A large fire in the background and three firefighters are shown in the foreground, wearing yellow helmets and other fire gear.
The Yarnell Hill Fire of 2013 was the deadliest wildfire in 80 years, killing 19 firefighters. (USDA photo.)

On June 30, 2013, the Yarnell Hill Fire – the deadliest U.S. wildfire in 80 years – broke out in Arizona’s Yavapai County, killing 19 Granite Mountain Hot Shot firefighters. Since then, local residents and land managers have taken steps to honor the memory of the fallen by caring for the forests that remain.

Tom Ashcraft, whose son Andrew died in the fire, lives in a neighborhood adjacent to Prescott National Forest. Joined by his wife, Jen, and six of their neighbors, they now actively manage their land to prevent damage from future wildfires.

The USDA Forest Service Forest Stewardship Program, USDA Natural Resources Conservation Service Environmental Quality Incentives Program (EQIP), and Arizona Department of Forestry and Fire Management (AZDFFM) collaborated to develop one stewardship plan to meet each landowner’s goals. Programs like Forest Stewardship and EQIP partner with state forestry agencies to connect private landowners like the Ashcrafts with the information and tools they need to manage their forests.

While U.S. forests have many owners, both public and private, wildfire doesn’t stop where one ownership ends and another begins.
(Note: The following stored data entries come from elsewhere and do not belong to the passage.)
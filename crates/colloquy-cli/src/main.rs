//! colloquy - chat client for GigaChat and YandexGPT

mod commands;
mod config;

use clap::Parser;
use std::io::{self, Write};
use std::path::PathBuf;
use std::sync::Arc;
use tokio::sync::broadcast;

use colloquy_agent::{
    ChatSession, CompactionConfig, CompressionPolicy, JsonFileStore, SessionConfig, SessionEvent,
    SessionHandle,
};
use colloquy_ai::providers::{gigachat::GigaChatProvider, yandex::YandexProvider};
use colloquy_ai::{ChatTransport, Message, Provider, ResponseFormat, UsageRecord};

use commands::CommandResult;

/// colloquy - chat with GigaChat and YandexGPT, with history compression
#[derive(Parser, Debug)]
#[command(name = "colloquy")]
#[command(author, version, about, long_about = None)]
struct Args {
    /// Provider (gigachat, yandex)
    #[arg(short, long)]
    provider: Option<String>,

    /// Model to use (default: the provider's default model)
    #[arg(short, long)]
    model: Option<String>,

    /// History compression (none, truncate, summarize)
    #[arg(long)]
    policy: Option<String>,

    /// Ask for very short, bulleted answers
    #[arg(short, long)]
    strict: bool,

    /// Stream replies when the provider supports it
    #[arg(long)]
    stream: bool,

    /// Never stream replies
    #[arg(long, conflicts_with = "stream")]
    no_stream: bool,

    /// Ask for replies formatted as JSON
    #[arg(long)]
    json: bool,

    /// Maximum tokens per reply
    #[arg(long)]
    max_tokens: Option<u32>,

    /// Sampling temperature
    #[arg(short, long)]
    temperature: Option<f32>,

    /// Directory for conversation state
    #[arg(long)]
    data_dir: Option<String>,

    /// Run in non-interactive mode with a single prompt
    #[arg(short = 'c', long)]
    command: Option<String>,

    /// Verbose output
    #[arg(short, long)]
    verbose: bool,

    /// Initialize config file
    #[arg(long)]
    init_config: bool,
}

fn init_tracing(verbose: bool) {
    use tracing_subscriber::EnvFilter;

    // Prefix match covers colloquy_ai and colloquy_agent too
    let filter = if verbose {
        EnvFilter::new("colloquy=debug")
    } else {
        EnvFilter::try_from_default_env().unwrap_or_else(|_| EnvFilter::new("warn"))
    };

    tracing_subscriber::fmt()
        .with_env_filter(filter)
        .with_writer(io::stderr)
        .init();
}

/// One transport per provider with credentials available
fn build_transports(config: &config::Config) -> Vec<Arc<dyn ChatTransport>> {
    let mut transports: Vec<Arc<dyn ChatTransport>> = Vec::new();

    if let Some(gigachat) = config.gigachat_config() {
        transports.push(Arc::new(GigaChatProvider::new(gigachat)));
    }
    if let Some(yandex) = config.yandex_config() {
        transports.push(Arc::new(YandexProvider::new(yandex)));
    }

    tracing::debug!("Configured {} transport(s)", transports.len());
    transports
}

#[tokio::main]
async fn main() -> anyhow::Result<()> {
    let args = Args::parse();
    init_tracing(args.verbose);

    if args.init_config {
        let path = config::Config::init()?;
        println!("Config file: {}", path.display());
        println!();
        println!("Example configuration:");
        println!("{}", config::example_config());
        return Ok(());
    }

    // CLI args override config file
    let cfg = config::Config::load();

    let provider: Provider = args
        .provider
        .as_deref()
        .or(cfg.provider.as_deref())
        .unwrap_or("gigachat")
        .parse()
        .map_err(anyhow::Error::msg)?;

    // A configured model belongs to the configured provider
    let model = args
        .model
        .clone()
        .or_else(|| cfg.model.clone().filter(|_| args.provider.is_none()))
        .unwrap_or_else(|| provider.default_model().to_string());

    let defaults = CompactionConfig::default();
    let session_config = SessionConfig {
        provider,
        model,
        max_tokens: args.max_tokens.or(cfg.max_tokens),
        temperature: args.temperature.or(cfg.temperature).unwrap_or(0.0),
        strict_mode: args.strict || cfg.strict_mode.unwrap_or(false),
        use_streaming: !args.no_stream && (args.stream || cfg.stream.unwrap_or(false)),
        format: if args.json {
            ResponseFormat::Json
        } else {
            ResponseFormat::Text
        },
        compaction: CompactionConfig {
            window_size: cfg.context_window.unwrap_or(defaults.window_size),
            block_size: cfg.block_size.unwrap_or(defaults.block_size),
            ..defaults
        },
        ..SessionConfig::default()
    };

    let data_dir = args
        .data_dir
        .as_ref()
        .map(PathBuf::from)
        .unwrap_or_else(|| cfg.data_dir());
    tracing::debug!("Using data directory {}", data_dir.display());

    let transports = build_transports(&cfg);
    if transports.is_empty() {
        anyhow::bail!(
            "No provider credentials found. Set GIGACHAT_AUTH_KEY or YANDEX_API_KEY, \
             or add them to {}",
            config::Config::config_path().display()
        );
    }

    let mut session = ChatSession::new(session_config, Arc::new(JsonFileStore::new(data_dir)));
    for transport in transports {
        session.add_transport(transport);
    }
    session
        .set_provider(provider)
        .map_err(|e| anyhow::anyhow!("{}. Check the credentials for {}.", e, provider))?;

    if let Some(policy) = args.policy.as_deref().or(cfg.policy.as_deref()) {
        let policy: CompressionPolicy = policy.parse().map_err(anyhow::Error::msg)?;
        session.set_policy(policy);
    }

    if let Some(prompt) = args.command {
        run_command(&mut session, &prompt, args.verbose).await
    } else {
        run_interactive(&mut session, args.verbose).await
    }
}

/// Prints session events as they arrive
struct Renderer {
    verbose: bool,
    /// Whether the current reply arrived as deltas
    streamed: bool,
    last_usage: Option<UsageRecord>,
}

impl Renderer {
    fn new(verbose: bool) -> Self {
        Self {
            verbose,
            streamed: false,
            last_usage: None,
        }
    }

    fn render(&mut self, event: SessionEvent) {
        match event {
            SessionEvent::SendStart => {
                self.streamed = false;
                self.last_usage = None;
            }
            SessionEvent::CompactionStart { messages } => {
                eprintln!("[Summarizing {} older messages...]", messages);
            }
            SessionEvent::CompactionEnd {
                summarized,
                compressed_through,
            } => {
                if self.verbose {
                    eprintln!(
                        "[Summarized {} messages; {} compressed so far]",
                        summarized, compressed_through
                    );
                }
            }
            SessionEvent::CompactionFailed { message } => {
                eprintln!("[Summary skipped: {}]", message);
            }
            SessionEvent::StreamStart => {
                self.streamed = true;
            }
            SessionEvent::StreamDelta { text } => {
                print!("{}", text);
                let _ = io::stdout().flush();
            }
            SessionEvent::MessageEnd { message } => {
                if self.streamed {
                    println!();
                } else {
                    println!("{}", message.content);
                }
            }
            SessionEvent::UsageUpdated { last_request, .. } => {
                self.last_usage = Some(last_request);
            }
            SessionEvent::Error { .. } => {
                // Finish a partially streamed line; the error itself is
                // reported by the caller
                if self.streamed {
                    println!();
                }
            }
            SessionEvent::SendEnd => {
                let usage = self.last_usage.take();
                if let (true, Some(usage)) = (self.verbose, usage) {
                    eprintln!(
                        "[Tokens: {} in, {} out, {} total]",
                        usage.prompt_tokens, usage.completion_tokens, usage.total_tokens
                    );
                }
            }
            SessionEvent::StreamCleared | SessionEvent::Cleared => {}
        }
    }
}

/// What a Ctrl-C does
#[derive(Debug, PartialEq)]
enum Interrupt {
    /// A send was in flight and has been aborted
    Abort,
    /// Nothing was running; leave the program
    Exit,
}

fn interrupt(handle: &SessionHandle) -> Interrupt {
    if handle.is_busy() {
        handle.abort();
        Interrupt::Abort
    } else {
        Interrupt::Exit
    }
}

/// One process-wide Ctrl-C listener: it aborts a send in flight and exits
/// at the prompt.
fn spawn_interrupt_listener(handle: SessionHandle) {
    tokio::spawn(async move {
        while tokio::signal::ctrl_c().await.is_ok() {
            if interrupt(&handle) == Interrupt::Exit {
                println!();
                std::process::exit(130);
            }
        }
    });
}

/// Send one turn, rendering events until the send completes
async fn send_and_render(
    session: &mut ChatSession,
    events: &mut broadcast::Receiver<SessionEvent>,
    renderer: &mut Renderer,
    input: &str,
) -> colloquy_agent::Result<Option<Message>> {
    let send = session.send(input);
    tokio::pin!(send);

    let result = loop {
        tokio::select! {
            result = &mut send => break result,
            Ok(event) = events.recv() => renderer.render(event),
        }
    };

    // Events sent right before the send returned, up to its SendEnd
    while let Ok(event) = events.try_recv() {
        let terminal = event.is_terminal();
        renderer.render(event);
        if terminal {
            break;
        }
    }

    result
}

async fn run_command(session: &mut ChatSession, prompt: &str, verbose: bool) -> anyhow::Result<()> {
    let mut events = session.subscribe();
    let mut renderer = Renderer::new(verbose);
    spawn_interrupt_listener(session.handle());

    send_and_render(session, &mut events, &mut renderer, prompt).await?;
    Ok(())
}

fn on_off(enabled: bool) -> &'static str {
    if enabled { "on" } else { "off" }
}

async fn run_interactive(session: &mut ChatSession, verbose: bool) -> anyhow::Result<()> {
    let mut events = session.subscribe();
    let mut renderer = Renderer::new(verbose);
    spawn_interrupt_listener(session.handle());

    // Show minimal startup info (only if TTY)
    if io::IsTerminal::is_terminal(&io::stderr()) {
        let config = session.config();
        eprintln!(
            "colloquy ({} / {}) policy: {}",
            config.provider,
            config.model,
            session.policy()
        );
        if !session.messages().is_empty() {
            eprintln!("Resumed conversation with {} messages.", session.messages().len());
        }
        eprintln!("Type /help for commands.");
        eprintln!();
    }

    loop {
        print!("> ");
        io::stdout().flush()?;

        let mut input = String::new();
        if io::stdin().read_line(&mut input)? == 0 {
            // EOF
            break;
        }

        let input = input.trim();
        if input.is_empty() {
            continue;
        }

        // Handle slash commands
        if let Some(result) = commands::execute_command(input, session) {
            match result {
                CommandResult::Message(msg) => {
                    println!("{}", msg);
                }
                CommandResult::Clear => {
                    session.clear_conversation();
                    println!("Cleared conversation.");
                }
                CommandResult::ResetUsage => {
                    session.reset_session_usage();
                    println!("Session usage reset for {}.", session.config().provider);
                }
                CommandResult::SetPolicy(policy) => {
                    session.set_policy(policy);
                    println!("Compression policy: {}", policy);
                }
                CommandResult::SetStrict(enabled) => {
                    session.set_strict_mode(enabled);
                    println!("Strict mode: {}", on_off(enabled));
                }
                CommandResult::SetStream(enabled) => {
                    session.set_streaming(enabled);
                    println!("Streaming: {}", on_off(enabled));
                }
                CommandResult::SetFormat(format) => {
                    session.set_format(format);
                    println!("Reply format: {}", commands::format_name(format));
                }
                CommandResult::SetProvider(provider) => match session.set_provider(provider) {
                    Ok(()) => println!(
                        "Switched to: {} ({})",
                        provider,
                        session.config().model
                    ),
                    Err(e) => println!("{}", e),
                },
                CommandResult::SetModel(model) => {
                    println!("Model: {}", model);
                    session.set_model(model);
                }
                CommandResult::Exit => {
                    break;
                }
            }
            continue;
        }

        if let Err(e) = send_and_render(session, &mut events, &mut renderer, input).await {
            if e.is_aborted() {
                eprintln!("[Aborted]");
            } else {
                eprintln!("Error: {}", e);
                if matches!(&e, colloquy_agent::Error::Ai(inner) if inner.is_connection_error()) {
                    eprintln!("[Could not reach the provider; check the network and try again]");
                }
            }
        }
        println!();
    }

    Ok(())
}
To battle blazes, firefighters respond across jurisdictions, managing wildland fire wherever it occurs. Forest management, however, is typically carried out piecemeal, with each landowner and land manager setting priorities and actions based on individual goals and means.

Yavapai County and the City of Prescott are working to change that mindset. United under the Prescott Area Wildland Urban Interface Commission (PAWUIC), community leaders and business, local, state, and federal agency representatives meet at least monthly to assess and mitigate wildfire threats and promote forest health across ownerships.

A picture of three forest workers in the foreground and a large logging truck being loaded in the background
Local landowners collaborate with local, state, and federal partners to mitigate the risk of future wildfires. (Photo by Andrew Owen.)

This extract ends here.